The Killing of a Sacred Deer (2017)
One thing you have to say for director Yorgos Lanthimos: he makes challenging films. The Lobster dared viewers’ comprehension (and patience), and his most recent The Killing of a Sacred Deer extends that, crafting an aesthetically honed narrative that borders on incomprehensible. Is it good? Is it incoherent? Does it even matter?
The plot of The Killing of a Sacred Deer is made only slightly more coherent when you realize that it’s (very loosely) based on Euripides’ Iphigenia in Aulis. Colin Farrell is Steven Murphy, a heart surgeon living an exemplary (and remarkably clean) life with his wife Anna (Nicole Kidman) and two children Bob (Sunny Suljic) and Kim (Raffey Cassidy). Steven has a curious friendship with troubled teenager, Martin (Barry Keoghan), whose influence in Steven’s life increases as he insinuates himself deeper and deeper into the family. Soon Martin’s motivations become (somewhat) clear when Bob comes down with a mysterious illness that Martin claims is a punishment for Steven’s past transgressions. Steven now has a dreadful choice to make or risk the total destruction of his family. What ensues is a battle of emotionless wills between Steven and Martin, leading to a somewhat inevitable conclusion (again, especially if you take Euripides into account).
The mythological basis only just manages to make greater sense of a film that doesn’t quite make sense on its own. But taking The Killing of a Sacred Deer at face value – as I had to while watching the film, initially – there is a complex of tragedy and comedy feeding into a narrative that never completely fulfills its promise. The film slides between apparent, if studied, realism and the supernatural – characters speak with a precision that mimics stagecraft (to a degree), as they move within sparse settings photographed with a mobile but distant camera eye. This is all deliberate, and one has to admire Lanthimos’s dedication to the imagery that he constructs. The Murphys live in a pristine world where everyone has a set responsibility – Steven repeats his injunction that Bob cut his hair and water the plants, as per his familial role – and everything is as ordered as it is soulless. The movement from the Murphy house to the hospital and back again is surprising because there really is no sense that the two places are any different – the sterile world that the Murphys inhabit forms itself around them, and thus the inevitability of their tragedy is laid bare. Enter into this Martin, who stands out in his messiness, his off-ness, as he slurps pasta and explains to Steven that there’s no animosity in what is happening to the family—just justice. It’s a horrifying turn, but it’s hard to be overly sympathetic to Steven, who refuses to acknowledge his transgressions or his role in Martin’s vengeance.
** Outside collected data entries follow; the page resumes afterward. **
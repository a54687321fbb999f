//! Triads and rotation matrices.
//!
//! A triad is a 3x3 matrix whose columns are the axes of a local frame
//! (e.g. a nozzle's tangent, bitangent and normal). Rotation matrices
//! relate a triad to a reference frame, by default the world frame.

use crate::{Mat3, MathError, Result};

/// Rotation matrix giving the orientation of `triad` with respect to
/// `ref_frame` (world axes when `None`): `triadᵀ · (ref_frameᵀ)⁻¹`.
///
/// Fails with [`MathError::SingularFrame`] when the reference frame is not
/// invertible.
pub fn rotation_matrix(triad: &Mat3, ref_frame: Option<&Mat3>) -> Result<Mat3> {
    let reference = ref_frame.copied().unwrap_or_else(Mat3::identity);
    let inv = reference
        .transpose()
        .try_inverse()
        .ok_or(MathError::SingularFrame)?;
    Ok(triad.transpose() * inv)
}

/// Rotate `triad` about its normal by `angle_deg` degrees.
///
/// `rot_mat` is the rotation associated with the triad (usually from
/// [`rotation_matrix`]). The triad is first brought back to its
/// zero-rotation frame, rotated about Z by `-angle_deg` there, then put
/// back through `rot_mat`. Returns the transposed result, i.e. a triad with
/// axes as columns.
pub fn rotate_around_normal(triad: &Mat3, rot_mat: &Mat3, angle_deg: f64) -> Result<Mat3> {
    let rot_inv = rot_mat.try_inverse().ok_or(MathError::SingularFrame)?;
    let zero_frame = triad.transpose() * rot_inv;
    let rotated = rz((-angle_deg).to_radians()) * zero_frame;
    Ok((rot_mat * rotated).transpose())
}

/// Rotation about the X axis by `angle` radians.
pub fn rx(angle: f64) -> Mat3 {
    let (s, c) = angle.sin_cos();
    Mat3::new(
        1.0, 0.0, 0.0, //
        0.0, c, -s, //
        0.0, s, c,
    )
}

/// Rotation about the Y axis by `angle` radians.
pub fn ry(angle: f64) -> Mat3 {
    let (s, c) = angle.sin_cos();
    Mat3::new(
        c, 0.0, s, //
        0.0, 1.0, 0.0, //
        -s, 0.0, c,
    )
}

/// Rotation about the Z axis by `angle` radians.
pub fn rz(angle: f64) -> Mat3 {
    let (s, c) = angle.sin_cos();
    Mat3::new(
        c, -s, 0.0, //
        s, c, 0.0, //
        0.0, 0.0, 1.0,
    )
}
Barry Keoghan is a standout here, playing Martin with a sociopathic tenderness that makes him fascinating and horrifying to watch. He’s a haunting presence, even when he departs the screen for long periods of time to provide space for the horrors of the Murphys. There’s more than a hint of the vampire in the way that he has to be invited in to the Murphys’ household, the way he insinuates himself with Kim, and even the way he attempts first to obtain some reparation in hooking Steven up with his mother (Alicia Silverstone, underused but excellent in her small role).
The Killing of a Sacred Deer is not going to please anyone not already convinced by Lanthimos’s style. It’s a deeply aesthetic film, moving slowly from one scene to the next with deliberate camera movements and dolly work, avoiding drawing us too close to the characters (for fear, I think, that we might actually consider them human). It looks unflinchingly at the cruelty of the situation, and there’s really no one – save, perhaps, the children – to sympathize with. In that sense, it’s a perfect Greek tragedy, fatalistic and completely, viciously moral. But it doesn’t make for particularly pleasant viewing, and there were several moments when I simply considered turning the whole thing off.
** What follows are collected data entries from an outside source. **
//! Global B-spline interpolation.
//!
//! Surfaces pass exactly through their data points at
//! chord-length parameters, with knots placed by averaging (Piegl & Tiller,
//! *The NURBS Book*, §9.2). A surface is fitted by interpolating every
//! column of the grid along u, then every row of the resulting net along v.

use mtg_math::Point3;
use nalgebra::DMatrix;
use tracing::debug;

use crate::error::{NurbsError, Result};
use crate::{check_degree, check_size, Basis, BSplineSurface};

/// Chord-length parameters of a polyline, normalized to `[0, 1]`.
///
/// Returns `None` when the polyline has zero total length.
pub fn chord_length_params(points: &[Point3]) -> Option<Vec<f64>> {
    let chords: Vec<f64> = points.windows(2).map(|w| (w[1] - w[0]).norm()).collect();
    let total: f64 = chords.iter().sum();
    if total <= 0.0 || !total.is_finite() {
        return None;
    }

    let mut params = Vec::with_capacity(points.len());
    let mut acc = 0.0;
    params.push(0.0);
    for c in &chords {
        acc += c;
        params.push(acc / total);
    }
    if let Some(last) = params.last_mut() {
        *last = 1.0;
    }
    Some(params)
}

/// Clamped knot vector for `params` by the averaging technique.
pub fn averaged_knots(degree: usize, params: &[f64]) -> Vec<f64> {
    let n = params.len();
    let mut knots = vec![0.0; degree + 1];
    for i in 0..n.saturating_sub(degree + 1) {
        let sum: f64 = params[i + 1..=i + degree].iter().sum();
        knots.push(sum / degree as f64);
    }
    knots.extend(std::iter::repeat(1.0).take(degree + 1));
    knots
}

/// Average the chord-length parameters of several polylines.
///
/// Polylines of zero length carry no information and are skipped.
fn averaged_params(
    lines: impl Iterator<Item = Vec<Point3>>,
    len: usize,
    direction: &'static str,
) -> Result<Vec<f64>> {
    let mut sum = vec![0.0; len];
    let mut used = 0usize;
    for line in lines {
        if let Some(params) = chord_length_params(&line) {
            for (s, p) in sum.iter_mut().zip(&params) {
                *s += p;
            }
            used += 1;
        }
    }
    if used == 0 {
        return Err(NurbsError::DegenerateParameters { direction });
    }
    Ok(sum.into_iter().map(|s| s / used as f64).collect())
}

/// Solve for the control points of the curve of `degree` over `knots`
/// that passes through `points` at `params`.
fn solve_control_points(
    degree: usize,
    knots: &[f64],
    params: &[f64],
    points: &[Point3],
    direction: &'static str,
) -> Result<Vec<Point3>> {
    let n = points.len();
    let mut a = DMatrix::<f64>::zeros(n, n);
    for (row, &t) in params.iter().enumerate() {
        let basis = Basis::at(knots, n, degree, t);
        for (j, b) in basis.weights.into_iter().enumerate() {
            a[(row, basis.first + j)] = b;
        }
    }

    let rhs = DMatrix::from_fn(n, 3, |r, c| points[r][c]);
    let solution = a
        .lu()
        .solve(&rhs)
        .ok_or(NurbsError::SingularSystem { direction })?;
    if solution.iter().any(|x| !x.is_finite()) {
        return Err(NurbsError::SingularSystem { direction });
    }

    Ok((0..n)
        .map(|r| Point3::new(solution[(r, 0)], solution[(r, 1)], solution[(r, 2)]))
        .collect())
}

/// Interpolate a B-spline surface through a u-major grid of points
/// (`points[u * size_v + v]`).
///
/// Parameters in each direction are the chord-length parameters averaged
/// over all rows (or columns); knots are placed by averaging.
pub fn interpolate_surface(
    points: &[Point3],
    size_u: usize,
    size_v: usize,
    degree_u: usize,
    degree_v: usize,
) -> Result<BSplineSurface> {
    check_size(points.len(), size_u, size_v)?;
    check_degree("u", degree_u, size_u)?;
    check_degree("v", degree_v, size_v)?;
    debug!(size_u, size_v, degree_u, degree_v, "interpolating surface");

    let column = |v: usize| -> Vec<Point3> { (0..size_u).map(|u| points[u * size_v + v]).collect() };
    let row = |u: usize| -> Vec<Point3> { points[u * size_v..(u + 1) * size_v].to_vec() };

    let params_u = averaged_params((0..size_v).map(column), size_u, "u")?;
    let params_v = averaged_params((0..size_u).map(row), size_v, "v")?;
    let knots_u = averaged_knots(degree_u, &params_u);
    let knots_v = averaged_knots(degree_v, &params_v);

    // Pass 1: along u, one column at a time
    let mut net = vec![Point3::origin(); points.len()];
    for v in 0..size_v {
        let ctrl = solve_control_points(degree_u, &knots_u, &params_u, &column(v), "u")?;
        for (u, p) in ctrl.into_iter().enumerate() {
            net[u * size_v + v] = p;
        }
    }

    // Pass 2: along v, one row of the intermediate net at a time
    let mut control_points = Vec::with_capacity(points.len());
    for u in 0..size_u {
        let row = &net[u * size_v..(u + 1) * size_v];
        control_points.extend(solve_control_points(
            degree_v, &knots_v, &params_v, row, "v",
        )?);
    }

    BSplineSurface::new(
        control_points,
        size_u,
        size_v,
        knots_u,
        knots_v,
        degree_u,
        degree_v,
    )
}
//! Vertex extraction from triangle soups.

use mtg_math::Point3;
use tracing::debug;

use crate::TriangleSoup;

/// Decimal places kept when merging vertices shared by adjacent facets.
///
/// STL stores `f32` coordinates, so the same grid vertex written by two
/// facets can differ in its last bits once widened to `f64`.
pub const DEDUP_DECIMALS: u32 = 2;

/// Round `x` to `decimals` decimal places.
///
/// Negative zero is folded into zero so it cannot survive deduplication
/// as a distinct vertex.
pub fn round_to(x: f64, decimals: u32) -> f64 {
    let scale = 10f64.powi(decimals as i32);
    (x * scale).round() / scale + 0.0
}

/// Unique vertices of `mesh` after rounding each coordinate to `decimals`
/// decimal places.
///
/// The result is sorted lexicographically by (x, y, z) and carries no
/// grid order; see [`crate::sort_grid`].
pub fn unique_vertices(mesh: &TriangleSoup, decimals: u32) -> Vec<Point3> {
    let mut points: Vec<Point3> = mesh
        .vertices()
        .map(|p| {
            Point3::new(
                round_to(p.x, decimals),
                round_to(p.y, decimals),
                round_to(p.z, decimals),
            )
        })
        .collect();
    let total = points.len();

    points.sort_by(|a, b| {
        a.x.total_cmp(&b.x)
            .then(a.y.total_cmp(&b.y))
            .then(a.z.total_cmp(&b.z))
    });
    points.dedup();

    debug!(
        corners = total,
        unique = points.len(),
        decimals,
        "extracted unique vertices"
    );
    points
}

#[cfg(test)]
mod tests {
    use super::*;
    use crate::Triangle;

    fn soup(tris: &[[[f64; 3]; 3]]) -> TriangleSoup {
        TriangleSoup {
            name: None,
            triangles: tris
                .iter()
                .map(|t| {
                    Triangle::from_vertices(
                        Point3::from(t[0]),
                        Point3::from(t[1]),
                        Point3::from(t[2]),
                    )
                })
                .collect(),
        }
    }

    #[test]
    fn test_round_to() {
        assert_eq!(round_to(1.23456, 2), 1.23);
        assert_eq!(round_to(-0.005001, 2), -0.01);
        assert_eq!(round_to(7.0, 0), 7.0);
        assert!(round_to(-0.004, 2).is_sign_positive());
    }

    #[test]
    fn test_shared_corners_merge() {
        let mesh = soup(&[
            [[0.0, 0.0, 0.0], [1.0, 0.0, 0.0], [1.0, 1.0, 0.0]],
            [[0.0, 0.0, 0.0], [1.0, 1.0, 0.0], [0.0, 1.0, 0.0]],
        ]);
        let pts = unique_vertices(&mesh, DEDUP_DECIMALS);
        assert_eq!(pts.len(), 4);
        // Lexicographic order
        assert_eq!(pts[0], Point3::new(0.0, 0.0, 0.0));
        assert_eq!(pts[1], Point3::new(0.0, 1.0, 0.0));
        assert_eq!(pts[2], Point3::new(1.0, 0.0, 0.0));
        assert_eq!(pts[3], Point3::new(1.0, 1.0, 0.0));
    }

    #[test]
    fn test_near_duplicates_merge_after_rounding() {
        let mesh = soup(&[
            [[0.0, 0.0, 0.1], [1.0, 0.0, 0.0], [1.0, 1.0, 0.0]],
            [[0.000_04, 0.0, 0.100_03], [1.0, 1.0, 0.0], [0.0, 1.0, 0.0]],
        ]);
        let pts = unique_vertices(&mesh, DEDUP_DECIMALS);
        assert_eq!(pts.len(), 4);
        assert_eq!(pts[0], Point3::new(0.0, 0.0, 0.1));
    }

    #[test]
    fn test_f32_widening_is_absorbed() {
        // 0.1 stored as f32 widens to 0.10000000149011612
        let z = 0.1f32 as f64;
        let mesh = soup(&[[[0.0, 0.0, z], [1.0, 0.0, 0.1], [1.0, 1.0, z]]]);
        let pts = unique_vertices(&mesh, DEDUP_DECIMALS);
        assert!(pts.iter().all(|p| p.z == 0.1));
    }
}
This Blu-ray release is very pretty to look at, the HD looks great and the sound mixing excellent, but the special features are incredibly thin, comprising only a single featurette. I would have welcomed a more in-depth look at the film’s mythos, the stories that Lanthimos is drawing from, and the way that he constructs this tragedy within a modern setting. While I’m no fan of a director telling his audience how to understand his work, to have some basis for what Lanthimos thought he was doing might have helped to deepen my understanding of the film’s imagery. That the Blu-ray provides no further elucidation of the film’s project is a weakness, because it would have at least been interesting and would certainly justify purchasing it.
I’m almost inclined to write off The Killing of a Sacred Deer as a failed attempt to reconstitute the meaning of tragedy, a very ambitious but ultimately incoherent work of art. The film wants so much to force its viewer to interact with a combination of obscure meanings that it manages to establish no clear moral universe. At the same time, there’s something fascinating at the base of all this, failure or not. While it’s hardly a film I want to see a second time, it did keep me thinking and debating within myself for the better part of a weekend. That, in itself, makes for an intriguing work of art.
The Killing of a Sacred Deer is now available on Blu-ray.